(Stored items)
•••••
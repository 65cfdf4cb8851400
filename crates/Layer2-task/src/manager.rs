//! Task Manager - the entry point callers use
//!
//! Wires the registry, scheduler, hub and correlator together and exposes
//! the request-level operations:
//! - Task submission (`execute`, `create` + `start`, `submit`)
//! - Task queries and cancellation
//! - Observer connect/disconnect and acknowledgements
//! - Agent directory
//! - Log queries

use crate::agents::AgentRegistry;
use crate::correlator::EventCorrelator;
use crate::event::LifecycleEvent;
use crate::executor::{Delay, Executor, SimulatedExecutor, SleepDelay};
use crate::hub::{BroadcastHub, ObserverId, ObserverSink};
use crate::registry::TaskRegistry;
use crate::scheduler::{ExecutionScheduler, ScheduleHandle};
use crate::state::TransitionFields;
use serde_json::{json, Value};
use std::sync::Arc;
use tasktrack_foundation::{
    Agent, AgentStore, Clock, Error, LogLevel, LogQuery, LogRecord, LogSink, MemoryStore, Result,
    SystemClock, Task, TaskId, TaskStatus, TaskStore, TrackerConfig,
};
use tracing::{debug, info};

/// Upper bound for any page size a caller asks for
pub const MAX_LIST_LIMIT: usize = 1000;

// ============================================================================
// Builder
// ============================================================================

/// Builder for [`TaskManager`]; unset collaborators get in-process defaults
pub struct TaskManagerBuilder {
    config: TrackerConfig,
    task_store: Option<Arc<dyn TaskStore>>,
    agent_store: Option<Arc<dyn AgentStore>>,
    log_sink: Option<Arc<dyn LogSink>>,
    executor: Option<Arc<dyn Executor>>,
    delay: Option<Arc<dyn Delay>>,
    clock: Option<Arc<dyn Clock>>,
}

impl TaskManagerBuilder {
    pub fn new(config: TrackerConfig) -> Self {
        Self {
            config,
            task_store: None,
            agent_store: None,
            log_sink: None,
            executor: None,
            delay: None,
            clock: None,
        }
    }

    /// Use one backend for tasks, agents and logs
    pub fn store<S>(mut self, store: Arc<S>) -> Self
    where
        S: TaskStore + AgentStore + LogSink + 'static,
    {
        self.task_store = Some(store.clone() as Arc<dyn TaskStore>);
        self.agent_store = Some(store.clone() as Arc<dyn AgentStore>);
        self.log_sink = Some(store as Arc<dyn LogSink>);
        self
    }

    pub fn task_store(mut self, store: Arc<dyn TaskStore>) -> Self {
        self.task_store = Some(store);
        self
    }

    pub fn agent_store(mut self, store: Arc<dyn AgentStore>) -> Self {
        self.agent_store = Some(store);
        self
    }

    pub fn log_sink(mut self, sink: Arc<dyn LogSink>) -> Self {
        self.log_sink = Some(sink);
        self
    }

    pub fn executor(mut self, executor: Arc<dyn Executor>) -> Self {
        self.executor = Some(executor);
        self
    }

    pub fn delay(mut self, delay: Arc<dyn Delay>) -> Self {
        self.delay = Some(delay);
        self
    }

    pub fn clock(mut self, clock: Arc<dyn Clock>) -> Self {
        self.clock = Some(clock);
        self
    }

    pub fn build(self) -> Result<TaskManager> {
        self.config.validate()?;

        let memory = Arc::new(MemoryStore::new());
        let task_store = self
            .task_store
            .unwrap_or_else(|| memory.clone() as Arc<dyn TaskStore>);
        let agent_store = self
            .agent_store
            .unwrap_or_else(|| memory.clone() as Arc<dyn AgentStore>);
        let log_sink = self.log_sink.unwrap_or(memory as Arc<dyn LogSink>);
        let clock = self
            .clock
            .unwrap_or_else(|| Arc::new(SystemClock) as Arc<dyn Clock>);
        let executor = self
            .executor
            .unwrap_or_else(|| Arc::new(SimulatedExecutor::new()) as Arc<dyn Executor>);
        let processing_delay = self.config.scheduler.processing_delay();
        let delay = self
            .delay
            .unwrap_or_else(|| Arc::new(SleepDelay::new(processing_delay)) as Arc<dyn Delay>);

        let registry = Arc::new(TaskRegistry::new(task_store.clone(), clock.clone()));
        let agents = Arc::new(AgentRegistry::new(agent_store, clock.clone()));
        let hub = BroadcastHub::new(&self.config.hub);
        let correlator = Arc::new(EventCorrelator::new(
            log_sink,
            self.config.logging.source.clone(),
            clock.clone(),
        ));
        let scheduler = ExecutionScheduler::new(
            &self.config.scheduler,
            registry.clone(),
            hub.clone(),
            correlator.clone(),
            clock.clone(),
        )
        .with_executor(executor)
        .with_delay(delay);

        info!(
            store = task_store.name(),
            executor = scheduler.executor_name(),
            "Task manager ready"
        );

        Ok(TaskManager {
            registry,
            agents,
            scheduler,
            hub,
            correlator,
            clock,
            config: Arc::new(self.config),
        })
    }
}

// ============================================================================
// TaskManager
// ============================================================================

/// Task Manager - handles task lifecycle, observers and logs
#[derive(Clone)]
pub struct TaskManager {
    registry: Arc<TaskRegistry>,
    agents: Arc<AgentRegistry>,
    scheduler: ExecutionScheduler,
    hub: BroadcastHub,
    correlator: Arc<EventCorrelator>,
    clock: Arc<dyn Clock>,
    config: Arc<TrackerConfig>,
}

impl TaskManager {
    pub fn builder(config: TrackerConfig) -> TaskManagerBuilder {
        TaskManagerBuilder::new(config)
    }

    /// In-memory manager with default configuration
    pub fn in_memory() -> Result<Self> {
        Self::builder(TrackerConfig::default()).build()
    }

    pub fn config(&self) -> &TrackerConfig {
        &self.config
    }

    pub fn hub(&self) -> &BroadcastHub {
        &self.hub
    }

    pub fn registry(&self) -> &Arc<TaskRegistry> {
        &self.registry
    }

    pub fn correlator(&self) -> &Arc<EventCorrelator> {
        &self.correlator
    }

    // ------------------------------------------------------------------------
    // Submission
    // ------------------------------------------------------------------------

    /// Create a RUNNING task named after the current time and schedule it
    pub async fn execute(
        &self,
        command: impl Into<String>,
        agent_id: Option<String>,
    ) -> Result<(Task, ScheduleHandle)> {
        let command = non_empty("command", command.into())?;
        let name = format!("task-{}", self.clock.now().format("%Y%m%d%H%M%S"));

        let task = self.registry.create_running(name, command, agent_id).await?;
        let handle = self.scheduler.schedule(task.clone());
        Ok((task, handle))
    }

    /// Create a PENDING task; it runs only once `start` is called
    pub async fn create(
        &self,
        name: impl Into<String>,
        command: impl Into<String>,
        agent_id: Option<String>,
    ) -> Result<Task> {
        let name = non_empty("name", name.into())?;
        let command = non_empty("command", command.into())?;

        let task = self.registry.create(name, command, agent_id).await?;
        self.correlator
            .record(
                LogLevel::Debug,
                format!("Task {} created: {}", task.id, task.command),
                Some(task.id),
                task.agent_id.clone(),
            )
            .await;
        Ok(task)
    }

    /// Move a PENDING task to RUNNING and schedule it
    ///
    /// Of several concurrent callers exactly one succeeds; the rest see
    /// `Error::Conflict`.
    pub async fn start(&self, id: TaskId) -> Result<ScheduleHandle> {
        let running = self
            .registry
            .transition(id, TaskStatus::Running, TransitionFields::none())
            .await?;
        Ok(self.scheduler.schedule(running))
    }

    /// Create and immediately schedule
    pub async fn submit(
        &self,
        name: impl Into<String>,
        command: impl Into<String>,
        agent_id: Option<String>,
    ) -> Result<(Task, ScheduleHandle)> {
        let task = self.create(name, command, agent_id).await?;
        let handle = self.scheduler.schedule(task.clone());
        Ok((task, handle))
    }

    /// Cancel a RUNNING task and announce it as completed with status `cancelled`
    pub async fn cancel(&self, id: TaskId) -> Result<Task> {
        let cancelled = self
            .registry
            .transition(id, TaskStatus::Cancelled, TransitionFields::none())
            .await?;

        self.hub
            .broadcast(&LifecycleEvent::completed(&cancelled, self.clock.now()).to_message())
            .await;
        self.correlator
            .warning(
                format!("Task {} cancelled", id),
                id,
                cancelled.agent_id.clone(),
            )
            .await;
        Ok(cancelled)
    }

    // ------------------------------------------------------------------------
    // Queries
    // ------------------------------------------------------------------------

    pub async fn get(&self, id: TaskId) -> Result<Task> {
        self.registry.get(id).await
    }

    /// Page of tasks by creation order; `limit` defaults to the configured page size
    pub async fn list(&self, skip: usize, limit: Option<usize>) -> Result<Vec<Task>> {
        let limit = self.page_size(limit);
        self.registry.list(skip, limit).await
    }

    /// Units of work currently in flight
    pub fn running_count(&self) -> usize {
        self.scheduler.in_flight()
    }

    // ------------------------------------------------------------------------
    // Observers
    // ------------------------------------------------------------------------

    pub fn connect(&self, sink: Arc<dyn ObserverSink>) -> ObserverId {
        self.hub.connect(sink)
    }

    pub fn disconnect(&self, id: ObserverId) -> bool {
        self.hub.disconnect(id)
    }

    /// Answer an inbound observer message with `{"event":"ack","data":...}`
    pub async fn acknowledge(&self, id: ObserverId, data: Value) -> bool {
        debug!(observer = %id, "Acknowledging observer message");
        self.hub
            .send_personal(id, &json!({ "event": "ack", "data": data }))
            .await
    }

    // ------------------------------------------------------------------------
    // Agents
    // ------------------------------------------------------------------------

    pub async fn register_agent(
        &self,
        name: impl Into<String>,
        description: Option<String>,
    ) -> Result<Agent> {
        let agent = self.agents.register(name, description).await?;
        self.correlator
            .record(
                LogLevel::Info,
                format!("Agent {} registered: {}", agent.id, agent.name),
                None,
                Some(agent.id.to_string()),
            )
            .await;
        Ok(agent)
    }

    pub async fn agent(&self, id: i64) -> Result<Agent> {
        self.agents.get(id).await
    }

    /// Page of agents by id; `limit` defaults to the configured page size
    pub async fn agents(&self, skip: usize, limit: Option<usize>) -> Result<Vec<Agent>> {
        let limit = self.page_size(limit);
        self.agents.list(skip, limit).await
    }

    pub async fn heartbeat(&self, id: i64) -> Result<Agent> {
        self.agents.heartbeat(id).await
    }

    pub async fn remove_agent(&self, id: i64) -> Result<()> {
        self.agents.remove(id).await?;
        self.correlator
            .record(
                LogLevel::Info,
                format!("Agent {} removed", id),
                None,
                Some(id.to_string()),
            )
            .await;
        Ok(())
    }

    // ------------------------------------------------------------------------
    // Logs
    // ------------------------------------------------------------------------

    pub async fn logs(&self, mut query: LogQuery) -> Result<Vec<LogRecord>> {
        query.limit = query.limit.min(MAX_LIST_LIMIT);
        self.correlator.logs(&query).await
    }

    pub async fn log(&self, id: i64) -> Result<LogRecord> {
        self.correlator.log(id).await
    }

    pub async fn delete_log(&self, id: i64) -> Result<()> {
        self.correlator.delete_log(id).await
    }

    fn page_size(&self, limit: Option<usize>) -> usize {
        limit
            .unwrap_or(self.config.storage.default_list_limit)
            .min(MAX_LIST_LIMIT)
    }
}

fn non_empty(field: &str, value: String) -> Result<String> {
    if value.trim().is_empty() {
        Err(Error::InvalidInput(format!("{} cannot be empty", field)))
    } else {
        Ok(value)
    }
}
•••••
Would you retype the lines above from the one with "pub fn registry(&self)" down to the one with "let running = self", word for word, both ends included and no other lines?

    pub fn registry(&self) -> &Arc<TaskRegistry> {
        &self.registry
    }

    pub fn correlator(&self) -> &Arc<EventCorrelator> {
        &self.correlator
    }

    // ------------------------------------------------------------------------
    // Submission
    // ------------------------------------------------------------------------

    /// Create a RUNNING task named after the current time and schedule it
    pub async fn execute(
        &self,
        command: impl Into<String>,
        agent_id: Option<String>,
    ) -> Result<(Task, ScheduleHandle)> {
        let command = non_empty("command", command.into())?;
        let name = format!("task-{}", self.clock.now().format("%Y%m%d%H%M%S"));

        let task = self.registry.create_running(name, command, agent_id).await?;
        let handle = self.scheduler.schedule(task.clone());
        Ok((task, handle))
    }

    /// Create a PENDING task; it runs only once `start` is called
    pub async fn create(
        &self,
        name: impl Into<String>,
        command: impl Into<String>,
        agent_id: Option<String>,
    ) -> Result<Task> {
        let name = non_empty("name", name.into())?;
        let command = non_empty("command", command.into())?;

        let task = self.registry.create(name, command, agent_id).await?;
        self.correlator
            .record(
                LogLevel::Debug,
                format!("Task {} created: {}", task.id, task.command),
                Some(task.id),
                task.agent_id.clone(),
            )
            .await;
        Ok(task)
    }

    /// Move a PENDING task to RUNNING and schedule it
    ///
    /// Of several concurrent callers exactly one succeeds; the rest see
    /// `Error::Conflict`.
    pub async fn start(&self, id: TaskId) -> Result<ScheduleHandle> {
        let running = self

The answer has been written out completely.